Source material
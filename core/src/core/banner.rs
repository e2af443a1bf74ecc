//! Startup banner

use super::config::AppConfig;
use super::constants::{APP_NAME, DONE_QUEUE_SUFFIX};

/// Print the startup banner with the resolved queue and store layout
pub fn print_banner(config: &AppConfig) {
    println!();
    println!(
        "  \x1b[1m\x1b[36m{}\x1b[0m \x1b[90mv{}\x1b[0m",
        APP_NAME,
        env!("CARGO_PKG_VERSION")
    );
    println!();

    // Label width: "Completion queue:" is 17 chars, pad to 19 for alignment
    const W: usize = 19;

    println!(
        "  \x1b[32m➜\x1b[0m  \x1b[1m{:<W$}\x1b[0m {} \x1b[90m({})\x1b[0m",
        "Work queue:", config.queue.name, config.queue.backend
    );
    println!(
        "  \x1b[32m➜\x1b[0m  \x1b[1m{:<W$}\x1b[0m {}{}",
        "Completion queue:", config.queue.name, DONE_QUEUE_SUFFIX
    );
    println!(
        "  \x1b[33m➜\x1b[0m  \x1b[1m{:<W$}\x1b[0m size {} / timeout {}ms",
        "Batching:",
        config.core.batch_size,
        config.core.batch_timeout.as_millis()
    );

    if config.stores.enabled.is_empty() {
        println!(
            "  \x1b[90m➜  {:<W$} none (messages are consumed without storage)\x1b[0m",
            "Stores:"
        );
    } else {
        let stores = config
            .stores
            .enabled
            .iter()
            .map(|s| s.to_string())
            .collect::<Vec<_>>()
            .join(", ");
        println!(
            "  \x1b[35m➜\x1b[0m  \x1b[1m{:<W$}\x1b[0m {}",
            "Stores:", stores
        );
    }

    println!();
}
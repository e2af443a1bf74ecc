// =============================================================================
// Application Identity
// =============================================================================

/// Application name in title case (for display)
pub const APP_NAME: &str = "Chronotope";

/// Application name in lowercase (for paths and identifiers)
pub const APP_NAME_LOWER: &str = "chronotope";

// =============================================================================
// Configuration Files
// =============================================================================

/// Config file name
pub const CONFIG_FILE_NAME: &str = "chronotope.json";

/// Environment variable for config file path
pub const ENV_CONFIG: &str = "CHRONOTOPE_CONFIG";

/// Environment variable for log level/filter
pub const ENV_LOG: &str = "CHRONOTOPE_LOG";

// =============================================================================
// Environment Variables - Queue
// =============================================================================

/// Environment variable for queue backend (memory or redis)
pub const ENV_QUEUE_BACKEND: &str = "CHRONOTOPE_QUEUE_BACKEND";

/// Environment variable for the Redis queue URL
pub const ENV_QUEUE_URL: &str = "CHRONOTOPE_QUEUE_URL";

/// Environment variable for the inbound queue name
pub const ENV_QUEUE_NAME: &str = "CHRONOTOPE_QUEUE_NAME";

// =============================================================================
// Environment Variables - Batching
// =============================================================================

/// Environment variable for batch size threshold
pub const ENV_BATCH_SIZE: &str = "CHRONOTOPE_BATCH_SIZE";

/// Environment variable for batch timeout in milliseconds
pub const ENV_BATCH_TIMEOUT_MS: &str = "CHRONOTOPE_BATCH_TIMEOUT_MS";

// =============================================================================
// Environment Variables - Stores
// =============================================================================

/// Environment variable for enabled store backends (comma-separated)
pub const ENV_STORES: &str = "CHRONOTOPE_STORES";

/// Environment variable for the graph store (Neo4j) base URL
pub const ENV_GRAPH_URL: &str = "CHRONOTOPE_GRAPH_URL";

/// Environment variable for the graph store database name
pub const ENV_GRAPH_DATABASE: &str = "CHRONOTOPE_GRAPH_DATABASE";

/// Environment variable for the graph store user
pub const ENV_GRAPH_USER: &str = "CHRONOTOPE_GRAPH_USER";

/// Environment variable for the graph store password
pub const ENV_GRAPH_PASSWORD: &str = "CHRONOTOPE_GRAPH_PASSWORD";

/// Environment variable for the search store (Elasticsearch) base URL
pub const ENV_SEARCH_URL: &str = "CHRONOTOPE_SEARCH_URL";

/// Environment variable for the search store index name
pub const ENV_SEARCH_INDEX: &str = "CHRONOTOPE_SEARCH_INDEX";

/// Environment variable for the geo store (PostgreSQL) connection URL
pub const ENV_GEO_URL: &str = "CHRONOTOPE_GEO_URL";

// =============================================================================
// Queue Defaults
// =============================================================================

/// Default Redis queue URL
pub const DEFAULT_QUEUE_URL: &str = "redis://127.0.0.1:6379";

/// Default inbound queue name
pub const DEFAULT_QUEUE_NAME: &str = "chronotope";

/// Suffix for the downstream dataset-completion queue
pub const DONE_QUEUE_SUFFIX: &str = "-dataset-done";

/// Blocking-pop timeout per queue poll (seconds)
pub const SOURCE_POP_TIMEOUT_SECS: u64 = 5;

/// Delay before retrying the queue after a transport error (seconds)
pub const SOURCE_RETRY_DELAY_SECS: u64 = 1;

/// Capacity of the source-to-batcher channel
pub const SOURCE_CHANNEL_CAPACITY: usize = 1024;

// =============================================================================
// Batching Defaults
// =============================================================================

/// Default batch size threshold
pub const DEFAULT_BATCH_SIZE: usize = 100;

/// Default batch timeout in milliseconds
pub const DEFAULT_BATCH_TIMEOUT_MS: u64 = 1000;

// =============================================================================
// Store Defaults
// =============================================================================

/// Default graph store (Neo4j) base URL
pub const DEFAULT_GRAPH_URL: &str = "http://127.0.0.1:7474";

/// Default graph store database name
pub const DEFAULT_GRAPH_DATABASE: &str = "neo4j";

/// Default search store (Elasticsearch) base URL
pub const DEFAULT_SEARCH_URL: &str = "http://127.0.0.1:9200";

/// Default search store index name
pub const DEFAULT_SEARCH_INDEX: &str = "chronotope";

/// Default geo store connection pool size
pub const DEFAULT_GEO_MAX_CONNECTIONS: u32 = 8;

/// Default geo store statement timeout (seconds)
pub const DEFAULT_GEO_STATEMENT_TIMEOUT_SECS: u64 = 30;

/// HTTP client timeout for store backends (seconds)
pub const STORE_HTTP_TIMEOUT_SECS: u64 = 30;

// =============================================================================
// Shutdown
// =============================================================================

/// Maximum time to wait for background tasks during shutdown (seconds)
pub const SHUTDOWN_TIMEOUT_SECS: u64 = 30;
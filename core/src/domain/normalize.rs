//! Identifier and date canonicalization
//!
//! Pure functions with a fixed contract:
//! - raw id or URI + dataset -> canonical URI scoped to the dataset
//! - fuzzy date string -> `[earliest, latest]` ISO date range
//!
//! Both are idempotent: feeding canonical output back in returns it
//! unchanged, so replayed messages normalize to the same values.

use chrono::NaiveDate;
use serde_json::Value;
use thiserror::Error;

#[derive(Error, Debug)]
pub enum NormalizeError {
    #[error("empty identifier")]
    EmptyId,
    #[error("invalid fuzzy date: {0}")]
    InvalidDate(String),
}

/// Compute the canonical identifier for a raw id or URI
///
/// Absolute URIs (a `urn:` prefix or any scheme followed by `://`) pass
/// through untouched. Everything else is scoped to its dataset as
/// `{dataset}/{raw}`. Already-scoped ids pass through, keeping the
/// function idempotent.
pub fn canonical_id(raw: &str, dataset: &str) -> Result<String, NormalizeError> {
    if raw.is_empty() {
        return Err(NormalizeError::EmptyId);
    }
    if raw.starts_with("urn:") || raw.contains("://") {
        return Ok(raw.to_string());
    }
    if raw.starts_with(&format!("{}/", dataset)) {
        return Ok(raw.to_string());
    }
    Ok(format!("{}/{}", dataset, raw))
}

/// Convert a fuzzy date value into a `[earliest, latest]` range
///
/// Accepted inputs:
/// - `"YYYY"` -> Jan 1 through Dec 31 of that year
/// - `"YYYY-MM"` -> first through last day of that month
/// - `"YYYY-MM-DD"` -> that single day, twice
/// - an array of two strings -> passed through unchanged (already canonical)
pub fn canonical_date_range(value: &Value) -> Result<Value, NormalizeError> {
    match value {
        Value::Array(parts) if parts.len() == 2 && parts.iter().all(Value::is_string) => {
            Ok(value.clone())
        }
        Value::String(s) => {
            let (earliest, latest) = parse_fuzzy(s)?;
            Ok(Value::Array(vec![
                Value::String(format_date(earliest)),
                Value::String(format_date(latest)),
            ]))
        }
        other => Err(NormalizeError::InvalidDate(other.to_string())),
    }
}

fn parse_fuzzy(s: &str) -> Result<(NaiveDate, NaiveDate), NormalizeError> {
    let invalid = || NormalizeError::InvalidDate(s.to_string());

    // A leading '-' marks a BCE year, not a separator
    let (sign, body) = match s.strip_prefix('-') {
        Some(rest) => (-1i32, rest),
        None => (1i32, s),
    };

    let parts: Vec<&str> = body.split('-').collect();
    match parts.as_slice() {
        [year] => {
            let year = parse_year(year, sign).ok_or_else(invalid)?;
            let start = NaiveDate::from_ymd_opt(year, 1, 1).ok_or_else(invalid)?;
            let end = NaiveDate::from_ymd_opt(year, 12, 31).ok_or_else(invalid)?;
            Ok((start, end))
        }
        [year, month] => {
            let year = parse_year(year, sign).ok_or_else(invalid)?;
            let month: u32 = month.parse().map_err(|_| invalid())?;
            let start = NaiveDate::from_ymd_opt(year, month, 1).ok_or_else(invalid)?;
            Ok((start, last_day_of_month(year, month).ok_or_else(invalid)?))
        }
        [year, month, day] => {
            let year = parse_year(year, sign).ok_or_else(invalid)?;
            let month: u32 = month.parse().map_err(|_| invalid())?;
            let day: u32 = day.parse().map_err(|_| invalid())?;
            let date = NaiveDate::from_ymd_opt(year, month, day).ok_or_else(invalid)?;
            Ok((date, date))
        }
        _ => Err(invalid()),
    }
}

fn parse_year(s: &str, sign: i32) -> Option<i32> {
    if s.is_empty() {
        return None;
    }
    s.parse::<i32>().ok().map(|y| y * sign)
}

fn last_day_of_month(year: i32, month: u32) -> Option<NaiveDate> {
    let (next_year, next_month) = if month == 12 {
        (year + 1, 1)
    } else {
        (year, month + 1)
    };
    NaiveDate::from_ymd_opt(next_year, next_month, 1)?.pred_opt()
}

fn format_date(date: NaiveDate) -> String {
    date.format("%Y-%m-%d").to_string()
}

Task objective
Among the lines above, repeat exactly those from the line with "pub const DEFAULT_GEO_STATEMENT_TIMEOUT_SECS: u64" to the line with "single day, twice", counting both ends.

Result below
pub const DEFAULT_GEO_STATEMENT_TIMEOUT_SECS: u64 = 30;

/// HTTP client timeout for store backends (seconds)
pub const STORE_HTTP_TIMEOUT_SECS: u64 = 30;

// =============================================================================
// Shutdown
// =============================================================================

/// Maximum time to wait for background tasks during shutdown (seconds)
pub const SHUTDOWN_TIMEOUT_SECS: u64 = 30;
filename core/src/domain/normalize.rs
//! Identifier and date canonicalization
//!
//! Pure functions with a fixed contract:
//! - raw id or URI + dataset -> canonical URI scoped to the dataset
//! - fuzzy date string -> `[earliest, latest]` ISO date range
//!
//! Both are idempotent: feeding canonical output back in returns it
//! unchanged, so replayed messages normalize to the same values.

use chrono::NaiveDate;
use serde_json::Value;
use thiserror::Error;

#[derive(Error, Debug)]
pub enum NormalizeError {
    #[error("empty identifier")]
    EmptyId,
    #[error("invalid fuzzy date: {0}")]
    InvalidDate(String),
}

/// Compute the canonical identifier for a raw id or URI
///
/// Absolute URIs (a `urn:` prefix or any scheme followed by `://`) pass
/// through untouched. Everything else is scoped to its dataset as
/// `{dataset}/{raw}`. Already-scoped ids pass through, keeping the
/// function idempotent.
pub fn canonical_id(raw: &str, dataset: &str) -> Result<String, NormalizeError> {
    if raw.is_empty() {
        return Err(NormalizeError::EmptyId);
    }
    if raw.starts_with("urn:") || raw.contains("://") {
        return Ok(raw.to_string());
    }
    if raw.starts_with(&format!("{}/", dataset)) {
        return Ok(raw.to_string());
    }
    Ok(format!("{}/{}", dataset, raw))
}

/// Convert a fuzzy date value into a `[earliest, latest]` range
///
/// Accepted inputs:
/// - `"YYYY"` -> Jan 1 through Dec 31 of that year
/// - `"YYYY-MM"` -> first through last day of that month
/// - `"YYYY-MM-DD"` -> that single day, twice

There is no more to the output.